**Exercise description:** Reproduce, please, only the lines from the first line below to the line containing "pub const fn into_inner(self)", inclusive.

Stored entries
──────────
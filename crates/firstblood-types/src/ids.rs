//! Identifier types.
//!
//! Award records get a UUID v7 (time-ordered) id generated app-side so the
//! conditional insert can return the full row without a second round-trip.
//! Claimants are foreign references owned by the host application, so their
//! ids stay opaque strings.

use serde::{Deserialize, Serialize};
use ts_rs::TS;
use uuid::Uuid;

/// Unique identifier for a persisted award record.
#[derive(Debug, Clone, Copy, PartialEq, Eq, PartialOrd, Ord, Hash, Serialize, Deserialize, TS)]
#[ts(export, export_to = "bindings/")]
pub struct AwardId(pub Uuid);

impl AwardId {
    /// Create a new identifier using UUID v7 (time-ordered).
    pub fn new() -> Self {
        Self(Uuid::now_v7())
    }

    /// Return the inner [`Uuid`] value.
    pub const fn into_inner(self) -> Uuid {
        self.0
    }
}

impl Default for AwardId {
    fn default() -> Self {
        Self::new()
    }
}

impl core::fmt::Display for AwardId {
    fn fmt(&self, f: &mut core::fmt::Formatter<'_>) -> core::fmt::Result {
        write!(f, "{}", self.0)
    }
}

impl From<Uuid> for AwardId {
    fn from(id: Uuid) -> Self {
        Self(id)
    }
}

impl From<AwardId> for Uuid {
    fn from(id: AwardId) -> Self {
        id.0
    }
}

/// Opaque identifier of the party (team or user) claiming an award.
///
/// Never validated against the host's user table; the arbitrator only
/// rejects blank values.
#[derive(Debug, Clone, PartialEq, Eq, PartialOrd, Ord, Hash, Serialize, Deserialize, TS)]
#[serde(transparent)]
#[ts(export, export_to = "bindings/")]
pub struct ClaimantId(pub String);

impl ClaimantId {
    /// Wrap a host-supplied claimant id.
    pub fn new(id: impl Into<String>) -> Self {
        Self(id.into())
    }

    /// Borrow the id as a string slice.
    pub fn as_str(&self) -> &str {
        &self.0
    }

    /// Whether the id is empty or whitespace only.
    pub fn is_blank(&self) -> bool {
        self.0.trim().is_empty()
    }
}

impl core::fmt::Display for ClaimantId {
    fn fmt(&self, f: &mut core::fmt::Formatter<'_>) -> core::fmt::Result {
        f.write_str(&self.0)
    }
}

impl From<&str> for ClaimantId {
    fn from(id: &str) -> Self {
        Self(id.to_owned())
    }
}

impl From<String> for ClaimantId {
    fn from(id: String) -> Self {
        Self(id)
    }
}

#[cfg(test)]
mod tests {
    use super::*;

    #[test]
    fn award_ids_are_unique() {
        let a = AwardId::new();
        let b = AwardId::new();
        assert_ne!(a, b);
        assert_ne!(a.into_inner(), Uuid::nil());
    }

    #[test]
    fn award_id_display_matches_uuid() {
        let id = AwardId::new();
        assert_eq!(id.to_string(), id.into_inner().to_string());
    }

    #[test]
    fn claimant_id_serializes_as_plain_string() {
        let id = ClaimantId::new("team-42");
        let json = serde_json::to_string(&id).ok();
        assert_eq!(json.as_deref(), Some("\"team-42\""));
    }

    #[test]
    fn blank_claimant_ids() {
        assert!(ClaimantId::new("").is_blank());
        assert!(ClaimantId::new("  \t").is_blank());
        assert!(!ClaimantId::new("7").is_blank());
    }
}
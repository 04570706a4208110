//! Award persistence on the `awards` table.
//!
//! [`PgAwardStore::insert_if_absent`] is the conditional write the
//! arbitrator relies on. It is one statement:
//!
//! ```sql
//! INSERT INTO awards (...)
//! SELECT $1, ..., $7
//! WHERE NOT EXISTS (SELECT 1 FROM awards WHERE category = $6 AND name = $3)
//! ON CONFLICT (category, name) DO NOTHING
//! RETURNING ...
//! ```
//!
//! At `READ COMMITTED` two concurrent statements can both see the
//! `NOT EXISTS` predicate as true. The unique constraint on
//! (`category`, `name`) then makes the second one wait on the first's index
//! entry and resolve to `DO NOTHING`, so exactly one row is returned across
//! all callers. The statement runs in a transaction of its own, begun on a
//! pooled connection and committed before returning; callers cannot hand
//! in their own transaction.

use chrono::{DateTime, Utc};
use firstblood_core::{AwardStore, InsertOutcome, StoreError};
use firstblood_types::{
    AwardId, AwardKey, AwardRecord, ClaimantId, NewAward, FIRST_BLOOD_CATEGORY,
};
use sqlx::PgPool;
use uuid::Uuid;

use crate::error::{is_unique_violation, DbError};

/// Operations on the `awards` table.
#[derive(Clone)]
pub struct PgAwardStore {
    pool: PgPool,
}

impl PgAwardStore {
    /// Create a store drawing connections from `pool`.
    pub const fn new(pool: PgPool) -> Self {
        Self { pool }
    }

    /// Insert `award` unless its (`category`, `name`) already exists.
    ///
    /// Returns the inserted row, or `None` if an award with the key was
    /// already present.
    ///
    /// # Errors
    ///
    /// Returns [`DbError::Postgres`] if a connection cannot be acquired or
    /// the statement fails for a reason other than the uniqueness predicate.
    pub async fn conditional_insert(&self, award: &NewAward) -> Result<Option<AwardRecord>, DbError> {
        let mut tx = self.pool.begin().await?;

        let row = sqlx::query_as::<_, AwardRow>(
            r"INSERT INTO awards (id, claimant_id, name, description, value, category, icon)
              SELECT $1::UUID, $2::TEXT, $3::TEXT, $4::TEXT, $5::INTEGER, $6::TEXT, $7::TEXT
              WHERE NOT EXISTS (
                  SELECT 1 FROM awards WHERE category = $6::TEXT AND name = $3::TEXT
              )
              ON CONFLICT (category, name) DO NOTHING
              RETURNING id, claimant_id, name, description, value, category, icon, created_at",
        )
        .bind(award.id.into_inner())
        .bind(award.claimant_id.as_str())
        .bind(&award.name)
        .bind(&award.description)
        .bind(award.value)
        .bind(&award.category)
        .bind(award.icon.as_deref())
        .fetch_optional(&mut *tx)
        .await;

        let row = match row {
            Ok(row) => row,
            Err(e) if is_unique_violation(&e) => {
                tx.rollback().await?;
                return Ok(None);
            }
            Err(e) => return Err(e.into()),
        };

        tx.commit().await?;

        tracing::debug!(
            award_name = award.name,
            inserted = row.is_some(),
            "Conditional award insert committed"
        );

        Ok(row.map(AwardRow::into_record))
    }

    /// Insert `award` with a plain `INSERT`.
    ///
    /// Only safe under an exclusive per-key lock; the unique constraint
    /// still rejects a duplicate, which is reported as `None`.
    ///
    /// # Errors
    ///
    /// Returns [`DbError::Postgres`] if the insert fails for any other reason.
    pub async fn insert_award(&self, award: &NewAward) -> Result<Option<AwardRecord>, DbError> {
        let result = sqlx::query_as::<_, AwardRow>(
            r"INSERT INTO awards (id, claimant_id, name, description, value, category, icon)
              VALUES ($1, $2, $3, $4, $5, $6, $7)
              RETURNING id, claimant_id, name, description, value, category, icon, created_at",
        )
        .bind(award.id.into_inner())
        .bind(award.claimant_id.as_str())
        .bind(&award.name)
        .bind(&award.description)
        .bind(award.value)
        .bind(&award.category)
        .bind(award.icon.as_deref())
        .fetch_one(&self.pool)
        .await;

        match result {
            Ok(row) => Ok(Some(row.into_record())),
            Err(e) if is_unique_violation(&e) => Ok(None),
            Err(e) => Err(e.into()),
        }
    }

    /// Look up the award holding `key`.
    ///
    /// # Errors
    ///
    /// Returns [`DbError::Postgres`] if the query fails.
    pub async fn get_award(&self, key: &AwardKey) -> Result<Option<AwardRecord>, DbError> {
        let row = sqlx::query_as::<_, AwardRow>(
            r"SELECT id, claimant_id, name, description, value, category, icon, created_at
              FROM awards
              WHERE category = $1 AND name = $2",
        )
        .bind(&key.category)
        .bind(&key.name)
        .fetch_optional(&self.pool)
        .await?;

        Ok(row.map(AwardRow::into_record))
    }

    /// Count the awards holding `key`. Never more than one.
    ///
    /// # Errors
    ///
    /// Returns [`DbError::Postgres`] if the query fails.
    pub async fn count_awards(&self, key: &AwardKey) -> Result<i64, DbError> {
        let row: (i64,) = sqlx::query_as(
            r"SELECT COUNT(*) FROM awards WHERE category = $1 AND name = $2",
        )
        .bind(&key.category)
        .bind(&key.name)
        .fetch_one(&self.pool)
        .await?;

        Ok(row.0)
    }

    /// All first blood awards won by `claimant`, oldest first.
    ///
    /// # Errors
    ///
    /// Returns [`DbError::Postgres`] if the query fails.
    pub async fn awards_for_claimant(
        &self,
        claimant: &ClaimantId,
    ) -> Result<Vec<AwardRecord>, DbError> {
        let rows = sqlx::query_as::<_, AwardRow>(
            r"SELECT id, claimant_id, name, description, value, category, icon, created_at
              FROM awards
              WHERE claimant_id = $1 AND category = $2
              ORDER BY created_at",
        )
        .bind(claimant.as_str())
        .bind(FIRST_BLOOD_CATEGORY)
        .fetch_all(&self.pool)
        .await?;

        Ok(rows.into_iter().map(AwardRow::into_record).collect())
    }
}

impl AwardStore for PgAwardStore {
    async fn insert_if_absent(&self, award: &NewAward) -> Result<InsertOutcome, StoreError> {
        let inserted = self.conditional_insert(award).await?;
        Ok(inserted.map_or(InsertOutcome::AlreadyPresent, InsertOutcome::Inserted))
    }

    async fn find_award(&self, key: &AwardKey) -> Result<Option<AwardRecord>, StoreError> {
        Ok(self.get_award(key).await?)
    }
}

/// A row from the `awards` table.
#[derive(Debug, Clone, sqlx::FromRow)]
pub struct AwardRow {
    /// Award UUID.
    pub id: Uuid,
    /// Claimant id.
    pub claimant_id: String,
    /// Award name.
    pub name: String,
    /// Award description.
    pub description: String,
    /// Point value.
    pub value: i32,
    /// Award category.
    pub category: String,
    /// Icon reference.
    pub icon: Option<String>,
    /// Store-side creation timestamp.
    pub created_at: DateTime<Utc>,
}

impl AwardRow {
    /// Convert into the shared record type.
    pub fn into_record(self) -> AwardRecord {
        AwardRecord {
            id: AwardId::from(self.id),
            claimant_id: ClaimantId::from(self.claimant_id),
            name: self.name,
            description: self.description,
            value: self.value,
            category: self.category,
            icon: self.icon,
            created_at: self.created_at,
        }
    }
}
──────────
**Written solution:**
filename crates/firstblood-types/src/ids.rs
//! Identifier types.
//!
//! Award records get a UUID v7 (time-ordered) id generated app-side so the
//! conditional insert can return the full row without a second round-trip.
//! Claimants are foreign references owned by the host application, so their
//! ids stay opaque strings.

use serde::{Deserialize, Serialize};
use ts_rs::TS;
use uuid::Uuid;

/// Unique identifier for a persisted award record.
#[derive(Debug, Clone, Copy, PartialEq, Eq, PartialOrd, Ord, Hash, Serialize, Deserialize, TS)]
#[ts(export, export_to = "bindings/")]
pub struct AwardId(pub Uuid);

impl AwardId {
    /// Create a new identifier using UUID v7 (time-ordered).
    pub fn new() -> Self {
        Self(Uuid::now_v7())
    }

    /// Return the inner [`Uuid`] value.
    pub const fn into_inner(self) -> Uuid {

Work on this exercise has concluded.